> INPUT
----------------------------------------

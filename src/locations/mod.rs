//! Reading locations index
//!
//! A book's text is cut into chunks of `break_size` characters and every
//! chunk is recorded as a CFI string. The resulting array is ordered by the
//! CFI comparator, which makes it a cheap, edition-stable progress scale:
//! position `n` of `total` is `n / total` of the way through the book.
//!
//! Generation is the only asynchronous operation. Sections are fetched through
//! a [`SectionSource`] (optionally ahead of time), walked strictly in spine
//! order, and dropped before the next one is walked. Dropping the `generate`
//! future stops at a section boundary and keeps what was appended so far.

mod generator;
mod search;
mod section;

pub use generator::{chunk_ranges, parse_section};
pub use search::{index_of_sorted, insert_sorted, location_of};
pub use section::{FsSource, MemorySource, Section, SectionSource};

use futures::stream::{self, StreamExt};
use serde::{Deserialize, Serialize};
use tokio::sync::watch;
use tracing::{debug, info, warn};

use crate::cfi::{compare, parse, CfiLike};
use crate::config::{Config, DEFAULT_BREAK_SIZE};
use crate::error::LocationsError;

/// Where the reader currently is
#[derive(Debug, Clone, PartialEq, Eq)]
pub enum Position {
    /// Index into the locations array
    Location(usize),
    /// A CFI string, mapped to a location once the index exists
    Cfi(String),
}

impl From<usize> for Position {
    fn from(location: usize) -> Self {
        Position::Location(location)
    }
}

impl From<&str> for Position {
    fn from(cfi: &str) -> Self {
        Position::Cfi(cfi.to_string())
    }
}

impl From<String> for Position {
    fn from(cfi: String) -> Self {
        Position::Cfi(cfi)
    }
}

/// Published whenever the current location changes
#[derive(Debug, Clone, Copy, PartialEq, Serialize, Deserialize)]
#[serde(rename_all = "camelCase")]
pub struct LocationChanged {
    pub location: usize,
    pub percentage: f64,
}

/// Ordered array of location CFIs plus the reader's current position
#[derive(Debug)]
pub struct Locations {
    entries: Vec<String>,
    break_size: usize,
    prefetch: usize,
    ignore_class: Option<String>,
    current: Option<usize>,
    current_cfi: Option<String>,
    changed: watch::Sender<Option<LocationChanged>>,
}

impl Default for Locations {
    fn default() -> Self {
        Self::new(DEFAULT_BREAK_SIZE)
    }
}

impl Locations {
    pub fn new(break_size: usize) -> Self {
        let (changed, _) = watch::channel(None);
        Self {
            entries: Vec::new(),
            break_size,
            prefetch: 1,
            ignore_class: None,
            current: None,
            current_cfi: None,
            changed,
        }
    }

    pub fn from_config(config: &Config) -> Self {
        Self::new(config.locations.break_size)
            .with_prefetch(config.locations.prefetch)
            .with_ignore_class(config.cfi.ignore_class.clone())
    }

    /// Number of sections fetched ahead of the one being walked
    pub fn with_prefetch(mut self, prefetch: usize) -> Self {
        self.prefetch = prefetch.max(1);
        self
    }

    /// Class marking injected markup, skipped when building CFIs
    pub fn with_ignore_class(mut self, class: Option<String>) -> Self {
        self.ignore_class = class;
        self
    }

    /// Rebuild the index from `sections`, replacing any previous entries.
    ///
    /// Non-linear sections are skipped. A failed fetch aborts generation with
    /// the entries of the preceding sections kept.
    pub async fn generate<S: SectionSource>(
        &mut self,
        sections: &[Section],
        source: &S,
    ) -> Result<&[String], LocationsError> {
        self.entries.clear();
        self.current = None;

        let break_size = self.break_size;
        let ignore_class = self.ignore_class.clone();

        let mut loaded = stream::iter(sections.iter().filter(|section| section.linear))
            .map(move |section| async move {
                source
                    .load(section)
                    .await
                    .map(|tree| (section, tree))
                    .map_err(|err| LocationsError::Source {
                        index: section.index,
                        source: err,
                    })
            })
            .buffered(self.prefetch.max(1));

        while let Some(result) = loaded.next().await {
            let (section, tree) = result?;
            let chunk = parse_section(&tree, &section.cfi_base, break_size, ignore_class.as_deref());
            debug!(
                section = section.index,
                href = %section.href,
                entries = chunk.len(),
                "Generated locations for section"
            );
            drop(tree);
            self.entries.extend(chunk);
            tokio::task::yield_now().await;
        }

        info!(
            locations = self.entries.len(),
            break_size, "Generated locations"
        );

        if let Some(cfi) = self.current_cfi.clone() {
            self.set_current_location(Position::Cfi(cfi));
        }

        Ok(&self.entries)
    }

    /// Location of `cfi`: its index, or the insertion point clamped to `total`.
    ///
    /// `None` while the index is empty.
    pub fn location_from_cfi<C: CfiLike>(&self, cfi: C) -> Option<usize> {
        if self.entries.is_empty() {
            return None;
        }

        // Unparseable input sorts before everything
        let location = match cfi.as_cfi() {
            Some(target) => location_of(&*target, &self.entries, |entry, target| {
                compare(entry.as_str(), target)
            }),
            None => 0,
        };

        Some(location.min(self.total()))
    }

    pub fn percentage_from_cfi<C: CfiLike>(&self, cfi: C) -> Option<f64> {
        self.location_from_cfi(cfi)
            .map(|location| self.percentage_from_location(location))
    }

    /// `location / total`, or 0 for location 0 or an index of one entry
    pub fn percentage_from_location(&self, location: usize) -> f64 {
        let total = self.total();
        if location == 0 || total == 0 {
            return 0.0;
        }
        location as f64 / total as f64
    }

    pub fn cfi_from_location(&self, location: usize) -> Option<&str> {
        self.entries.get(location).map(String::as_str)
    }

    /// CFI at `percentage` of the book.
    ///
    /// `1.0` and above give the end point of the last entry.
    pub fn cfi_from_percentage(&self, percentage: f64) -> Option<String> {
        if percentage > 1.0 {
            warn!(percentage, "Normalize percentage to between 0 and 1");
        }

        if percentage >= 1.0 {
            let last = parse(self.entries.last()?).ok()?;
            return Some(last.collapsed(false).to_string());
        }

        let location = (self.total() as f64 * percentage.max(0.0)).ceil() as usize;
        self.cfi_from_location(location).map(str::to_string)
    }

    /// Serialize the entries as a JSON array
    pub fn save(&self) -> Result<String, LocationsError> {
        Ok(serde_json::to_string(&self.entries)?)
    }

    /// Replace the entries with a saved JSON array. `break_size` is unchanged.
    ///
    /// The current location is dropped, or mapped again from its CFI.
    pub fn load(&mut self, json: &str) -> Result<&[String], LocationsError> {
        self.entries = serde_json::from_str(json)?;
        self.current = None;
        if let Some(cfi) = self.current_cfi.clone() {
            self.set_current_location(Position::Cfi(cfi));
        }
        Ok(&self.entries)
    }

    /// Move the reader and publish the change.
    ///
    /// A CFI is remembered and mapped again after the next generation.
    pub fn set_current_location(&mut self, position: impl Into<Position>) {
        let location = match position.into() {
            Position::Location(location) => {
                self.current = Some(location);
                if self.entries.is_empty() {
                    return;
                }
                location
            }
            Position::Cfi(cfi) => {
                let location = self.location_from_cfi(cfi.as_str());
                self.current_cfi = Some(cfi);
                let Some(location) = location else {
                    return;
                };
                self.current = Some(location);
                location
            }
        };

        let percentage = self.percentage_from_location(location);
        self.changed.send_replace(Some(LocationChanged {
            location,
            percentage,
        }));
    }

    pub fn current_location(&self) -> Option<usize> {
        self.current
    }

    /// Watch current-location changes
    pub fn subscribe(&self) -> watch::Receiver<Option<LocationChanged>> {
        self.changed.subscribe()
    }

    pub fn entries(&self) -> &[String] {
        &self.entries
    }

    pub fn len(&self) -> usize {
        self.entries.len()
    }

    pub fn is_empty(&self) -> bool {
        self.entries.is_empty()
    }

    /// Highest location number
    pub fn total(&self) -> usize {
        self.entries.len().saturating_sub(1)
    }

    pub fn break_size(&self) -> usize {
        self.break_size
    }
}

----------------------------------------

Task for the records above: copy every line in which the word "warn" occurs.

use tracing::{debug, info, warn};
            warn!(percentage, "Normalize percentage to between 0 and 1");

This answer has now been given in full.